The 1652 Commonwealth Survey lists the proprietor of Killecrooghan as John Boyd.

In the Hearth Money Rolls compiled on 29 September 1663, there were two people paying the Hearth Tax in Killecrohean- John Bride and Robert Grige

The 1790 Cavan Carvaghs list spells the name as Kilnecroghill.

Ambrose Leet's 1814 Directory spells the name as Rose-hill with the resident being Rev. Joseph S. Noble (Joseph Story Noble was the Church of Ireland curate of Templeport from 1802 to 1830). This seems to be the earliest mention of Rosehill.

Affidavits by Francis Finlay and John Roycroft of Rosehill from 1825 show the church tithes of Templeport parish.

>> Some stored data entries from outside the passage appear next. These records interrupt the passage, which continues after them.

//! Tool invocation records, cascade-deleted with their content item.

use chrono::{DateTime, Utc};
use rusqlite::{params, Connection};

use engram_core::errors::EngramResult;
use engram_core::models::ToolCall;

use crate::to_storage_err;

pub fn insert_tool_calls(
    conn: &Connection,
    content_item_id: i64,
    calls: &[ToolCall],
) -> EngramResult<usize> {
    let mut stmt = conn
        .prepare(
            "INSERT INTO tool_calls (content_item_id, tool_name, tool_input, tool_result,
                                     is_error, timestamp)
             VALUES (?1, ?2, ?3, ?4, ?5, ?6)",
        )
        .map_err(|e| to_storage_err(e.to_string()))?;

    for call in calls {
        let input_json = serde_json::to_string(&call.tool_input)?;
        stmt.execute(params![
            content_item_id,
            call.tool_name,
            input_json,
            call.tool_result,
            call.is_error as i32,
            call.timestamp.map(|t| t.to_rfc3339()),
        ])
        .map_err(|e| to_storage_err(e.to_string()))?;
    }
    Ok(calls.len())
}

pub fn tool_calls_for_content(
    conn: &Connection,
    content_item_id: i64,
) -> EngramResult<Vec<ToolCall>> {
    let mut stmt = conn
        .prepare(
            "SELECT tool_name, tool_input, tool_result, is_error, timestamp
             FROM tool_calls WHERE content_item_id = ?1 ORDER BY id",
        )
        .map_err(|e| to_storage_err(e.to_string()))?;
    let rows = stmt
        .query_map(params![content_item_id], |row| {
            let input_json: Option<String> = row.get(1)?;
            let timestamp: Option<String> = row.get(4)?;
            let is_error: i32 = row.get(3)?;
            Ok((
                row.get::<_, String>(0)?,
                input_json,
                row.get::<_, Option<String>>(2)?,
                is_error,
                timestamp,
            ))
        })
        .map_err(|e| to_storage_err(e.to_string()))?;

    let mut calls = Vec::new();
    for row in rows {
        let (tool_name, input_json, tool_result, is_error, timestamp) =
            row.map_err(|e| to_storage_err(e.to_string()))?;
        let tool_input = input_json
            .as_deref()
            .map(serde_json::from_str)
            .transpose()?
            .unwrap_or(serde_json::Value::Null);
        let timestamp: Option<DateTime<Utc>> = timestamp
            .as_deref()
            .and_then(|s| DateTime::parse_from_rfc3339(s).ok())
            .map(|t| t.with_timezone(&Utc));
        calls.push(ToolCall {
            tool_name,
            tool_input,
            tool_result,
            is_error: is_error != 0,
            timestamp,
        });
    }
    Ok(calls)
}
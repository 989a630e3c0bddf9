//! Unresolved contradictions.

use rusqlite::{params, Connection};

use engram_core::errors::EngramResult;
use engram_core::models::{Conflict, ConflictStatus};

use super::parse_dt;
use crate::to_storage_err;

pub fn insert_conflict(
    conn: &Connection,
    fact_a_id: i64,
    fact_b_id: i64,
    notes: Option<&str>,
) -> EngramResult<i64> {
    conn.execute(
        "INSERT INTO conflicts (fact_a_id, fact_b_id, status, notes)
         VALUES (?1, ?2, 'open', ?3)",
        params![fact_a_id, fact_b_id, notes],
    )
    .map_err(|e| to_storage_err(e.to_string()))?;
    Ok(conn.last_insert_rowid())
}

pub fn open_conflicts(conn: &Connection) -> EngramResult<Vec<Conflict>> {
    let mut stmt = conn
        .prepare(
            "SELECT id, fact_a_id, fact_b_id, status, detected_at, notes
             FROM conflicts WHERE status = 'open' ORDER BY detected_at",
        )
        .map_err(|e| to_storage_err(e.to_string()))?;
    let rows = stmt
        .query_map([], |row| Ok(row_to_conflict(row)))
        .map_err(|e| to_storage_err(e.to_string()))?;

    let mut conflicts = Vec::new();
    for row in rows {
        conflicts.push(row.map_err(|e| to_storage_err(e.to_string()))??);
    }
    Ok(conflicts)
}

pub fn resolve_conflict(conn: &Connection, id: i64) -> EngramResult<()> {
    conn.execute(
        "UPDATE conflicts SET status = 'resolved' WHERE id = ?1",
        params![id],
    )
    .map_err(|e| to_storage_err(e.to_string()))?;
    Ok(())
}

fn row_to_conflict(row: &rusqlite::Row<'_>) -> EngramResult<Conflict> {
    let status_str: String = row.get(3).map_err(|e| to_storage_err(e.to_string()))?;
    let detected_at: String = row.get(4).map_err(|e| to_storage_err(e.to_string()))?;
    Ok(Conflict {
        id: row.get(0).map_err(|e| to_storage_err(e.to_string()))?,
        fact_a_id: row.get(1).map_err(|e| to_storage_err(e.to_string()))?,
        fact_b_id: row.get(2).map_err(|e| to_storage_err(e.to_string()))?,
        status: ConflictStatus::parse(&status_str)
            .ok_or_else(|| to_storage_err(format!("unknown conflict status '{status_str}'")))?,
        detected_at: parse_dt(&detected_at)?,
        notes: row.get(5).map_err(|e| to_storage_err(e.to_string()))?,
    })
}
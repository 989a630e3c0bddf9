use crate::errors::EngramResult;

/// Produces fixed-dimension embedding vectors.
pub trait IEmbeddingProvider {
    fn embed(&self, text: &str) -> EngramResult<Vec<f32>>;

    fn embed_batch(&self, texts: &[String]) -> EngramResult<Vec<Vec<f32>>> {
        texts.iter().map(|t| self.embed(t)).collect()
    }

    fn dimensions(&self) -> usize;

    fn name(&self) -> &str;
}
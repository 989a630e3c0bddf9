//! The ingestion pipeline.
//!
//! One transaction per delta: content upsert, tool calls, lexical index,
//! and the cursor advance, in that order with the cursor last. A failure
//! anywhere rolls the whole unit back, leaving the cursor where it was so
//! the next attempt reprocesses the same bytes.

use std::path::Path;

use chrono::{DateTime, Utc};
use sha2::{Digest, Sha256};

use engram_core::errors::{EngramError, EngramResult, IngestError};
use engram_core::models::NewContentItem;
use engram_core::traits::ISanitizer;
use engram_privacy::Sanitizer;
use engram_storage::queries::{content_ops, cursor_ops, fts, tool_call_ops};
use engram_storage::Store;

use crate::metadata;
use crate::transcript;

/// Result of one ingestion attempt.
#[derive(Debug, Clone, PartialEq, Eq)]
pub enum IngestOutcome {
    /// The file version was already processed (mtime gate).
    Skipped { reason: &'static str },
    /// Nothing past the saved cursor.
    NoChange,
    Ingested {
        content_id: i64,
        bytes_read: u64,
        project_path: Option<String>,
    },
}

pub struct Ingester<'a> {
    store: &'a Store,
    sanitizer: Sanitizer,
}

impl<'a> Ingester<'a> {
    pub fn new(store: &'a Store) -> Self {
        Self {
            store,
            sanitizer: Sanitizer::new(),
        }
    }

    /// Ingest the unread tail of a transcript.
    pub fn ingest(
        &self,
        source: &str,
        session_id: &str,
        transcript_path: &str,
        project_path: Option<&str>,
    ) -> EngramResult<IngestOutcome> {
        if session_id.is_empty() {
            return Err(EngramError::Payload { field: "session_id" });
        }
        if transcript_path.is_empty() {
            return Err(EngramError::Payload {
                field: "transcript_path",
            });
        }

        let path = Path::new(transcript_path);

        // Incremental-sync gate: an already-seen (path, mtime) pair means
        // this file version was fully processed.
        let source_mtime = file_mtime(path)?;
        if let Some(mtime) = source_mtime {
            if self
                .store
                .content_item_by_transcript_and_mtime(transcript_path, mtime)?
                .is_some()
            {
                return Ok(IngestOutcome::Skipped { reason: "unchanged" });
            }
        }

        let current_offset = self.store.get_delta_cursor(session_id, transcript_path)?;
        let Some((raw_delta, new_offset)) = transcript::read_delta(path, current_offset)? else {
            return Ok(IngestOutcome::NoChange);
        };

        // Metadata and tool calls come from the raw delta; storage gets the
        // sanitized text.
        let session_meta = metadata::extract_metadata(&raw_delta);
        let tool_calls = metadata::extract_tool_calls(&raw_delta);
        let sanitized = self.sanitizer.sanitize(&raw_delta)?;

        let text_hash = sha256_hex(&sanitized.text);
        let item = NewContentItem {
            source: source.to_string(),
            session_id: Some(session_id.to_string()),
            transcript_path: Some(transcript_path.to_string()),
            project_path: project_path.map(str::to_string),
            occurred_at: source_mtime,
            text_hash,
            byte_len: sanitized.text.len() as i64,
            raw_text: Some(sanitized.text.clone()),
            source_mtime,
            git_branch: session_meta.git_branch,
            cwd: session_meta.cwd,
            host_version: session_meta.host_version,
            thinking_level: session_meta.thinking_level,
            metadata_json: None,
        };

        let content_id = self
            .store
            .transaction_with_retry(|conn| {
                let content_id = content_ops::upsert_content_item(conn, &item)?;
                if !tool_calls.is_empty() {
                    tool_call_ops::insert_tool_calls(conn, content_id, &tool_calls)?;
                }
                fts::index_content(conn, content_id, item.raw_text.as_deref().unwrap_or(""))?;
                // Cursor advance is last: it becomes observable only when
                // everything above committed.
                cursor_ops::update_delta_cursor(conn, session_id, transcript_path, new_offset)?;
                Ok(content_id)
            })
            .map_err(|e| {
                EngramError::Ingest(IngestError::Failed {
                    session_id: session_id.to_string(),
                    reason: e.to_string(),
                })
            })?;

        tracing::debug!(
            session_id,
            content_id,
            bytes = new_offset - current_offset,
            "delta ingested"
        );

        Ok(IngestOutcome::Ingested {
            content_id,
            bytes_read: new_offset - current_offset,
            project_path: project_path.map(str::to_string),
        })
    }
}

fn file_mtime(path: &Path) -> EngramResult<Option<DateTime<Utc>>> {
    if !path.exists() {
        return Ok(None);
    }
    let modified = std::fs::metadata(path)?.modified()?;
    Ok(Some(DateTime::<Utc>::from(modified)))
}

fn sha256_hex(text: &str) -> String {
    let mut hasher = Sha256::new();
    hasher.update(text.as_bytes());
    let digest = hasher.finalize();
    digest.iter().map(|b| format!("{b:02x}")).collect()
}

#[cfg(test)]
mod tests {
    use super::*;

    #[test]
    fn sha256_matches_known_vector() {
        assert_eq!(
            sha256_hex("abc"),
            "ba7816bf8f01cfea414140de5dae2223b00361a396177a9cb410ff61f20015ad"
        );
    }

    #[test]
    fn empty_session_id_is_a_payload_error() {
        let store = Store::open_in_memory().unwrap();
        let ingester = Ingester::new(&store);
        let result = ingester.ingest("transcript", "", "/tmp/t.jsonl", None);
        assert!(matches!(
            result,
            Err(EngramError::Payload { field: "session_id" })
        ));
    }
}
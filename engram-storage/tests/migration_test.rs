//! Schema bring-up and forward-only migration behavior.

use engram_storage::migrations::{self, SCHEMA_VERSION};
use engram_storage::Store;

#[test]
fn fresh_store_lands_on_current_version() {
    let store = Store::open_in_memory().unwrap();
    assert_eq!(store.schema_version().unwrap(), SCHEMA_VERSION);
}

#[test]
fn migrations_are_idempotent() {
    let store = Store::open_in_memory().unwrap();
    // Running the whole ladder again must be a no-op.
    store
        .pool()
        .writer
        .with_conn_sync(|conn| migrations::run_migrations(conn))
        .unwrap();
    store
        .pool()
        .writer
        .with_conn_sync(|conn| migrations::run_migrations(conn))
        .unwrap();
    assert_eq!(store.schema_version().unwrap(), SCHEMA_VERSION);
}

#[test]
fn all_expected_tables_exist() {
    let store = Store::open_in_memory().unwrap();
    let expected = [
        "meta",
        "content_items",
        "delta_cursors",
        "entities",
        "entity_aliases",
        "facts",
        "provenance",
        "fact_links",
        "conflicts",
        "tool_calls",
        "operation_progress",
        "schema_health",
        "content_fts",
    ];
    store
        .read(|conn| {
            for table in expected {
                let count: i64 = conn
                    .query_row(
                        "SELECT COUNT(*) FROM sqlite_master WHERE name = ?1",
                        [table],
                        |row| row.get(0),
                    )
                    .unwrap();
                assert!(count > 0, "missing table {table}");
            }
            Ok(())
        })
        .unwrap();
}

#[test]
fn reopening_a_file_store_preserves_data() {
    let dir = tempfile::tempdir().unwrap();
    let db_path = dir.path().join("memory.sqlite3");

    {
        let store = Store::open(&db_path).unwrap();
        store.find_or_create_entity("repo", "engram").unwrap();
    }

    let store = Store::open(&db_path).unwrap();
    assert_eq!(store.schema_version().unwrap(), SCHEMA_VERSION);
    let entity = store.find_or_create_entity("repo", "engram").unwrap();
    let again = store.find_or_create_entity("repo", "engram").unwrap();
    assert_eq!(entity.id, again.id);
}
//! # engram-resolver
//!
//! Applies extraction payloads to a store: deduplicates entities, consults
//! the per-predicate cardinality policy, and settles each incoming fact as
//! a match, a supersession, or a dispute. Never deletes.

mod policy;
mod resolver;

pub use policy::{Cardinality, PredicatePolicy, PredicateRule};
pub use resolver::{ResolutionContext, ResolutionCounters, Resolver};
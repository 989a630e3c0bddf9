//! Cheap token estimation for preview sizing.

/// Rough token count: four characters per token, rounded up.
pub fn estimate_tokens(text: &str) -> usize {
    text.chars().count().div_ceil(4)
}

/// Truncate `text` to approximately `max_tokens`.
pub fn truncate_to_tokens(text: &str, max_tokens: usize) -> String {
    let max_chars = max_tokens.saturating_mul(4);
    if text.chars().count() <= max_chars {
        return text.to_string();
    }
    let mut out: String = text.chars().take(max_chars).collect();
    out.push('…');
    out
}

#[cfg(test)]
mod tests {
    use super::*;

    #[test]
    fn estimates_round_up() {
        assert_eq!(estimate_tokens(""), 0);
        assert_eq!(estimate_tokens("abc"), 1);
        assert_eq!(estimate_tokens("abcd"), 1);
        assert_eq!(estimate_tokens("abcde"), 2);
    }

    #[test]
    fn truncation_respects_the_budget() {
        let text = "x".repeat(100);
        let preview = truncate_to_tokens(&text, 5);
        assert!(preview.chars().count() <= 21);
        assert!(preview.ends_with('…'));

        assert_eq!(truncate_to_tokens("short", 5), "short");
    }
}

The Tithe Applotment Books for 1827 list three tithepayers in the townland.

The Rosehill Valuation Office Field books are available for November 1839.

Griffith's Valuation of 1857 lists one landholder in the townland.

==Census==

| Year | Population | Males | Females | Total Houses | Uninhabited |
|---|---|---|---|---|---|
| 1841 | 7 | 3 | 4 | 1 | 0 |
| 1851 | 7 | 4 | 3 | 1 | 0 |
| 1861 | 2 | 1 | 1 | 2 | 1 |
| 1871 | 6 | 3 | 3 | 1 | 0 |
| 1881 | 5 | 0 | 5 | 1 | 0 |
| 1891 | 4 | 1 | 3 | 2 | 1 |

In the 1901 census of Ireland, there are two families listed in the townland.

In the 1911 census of Ireland, there are no residents listed in the townland.

==Antiquities==

- An earthen ringfort. The 1836 Ordnance Survey Namebooks state- There is an old Danish fort near the south side of the townland and a respectable farmhouse near the centre from whence the townland is named.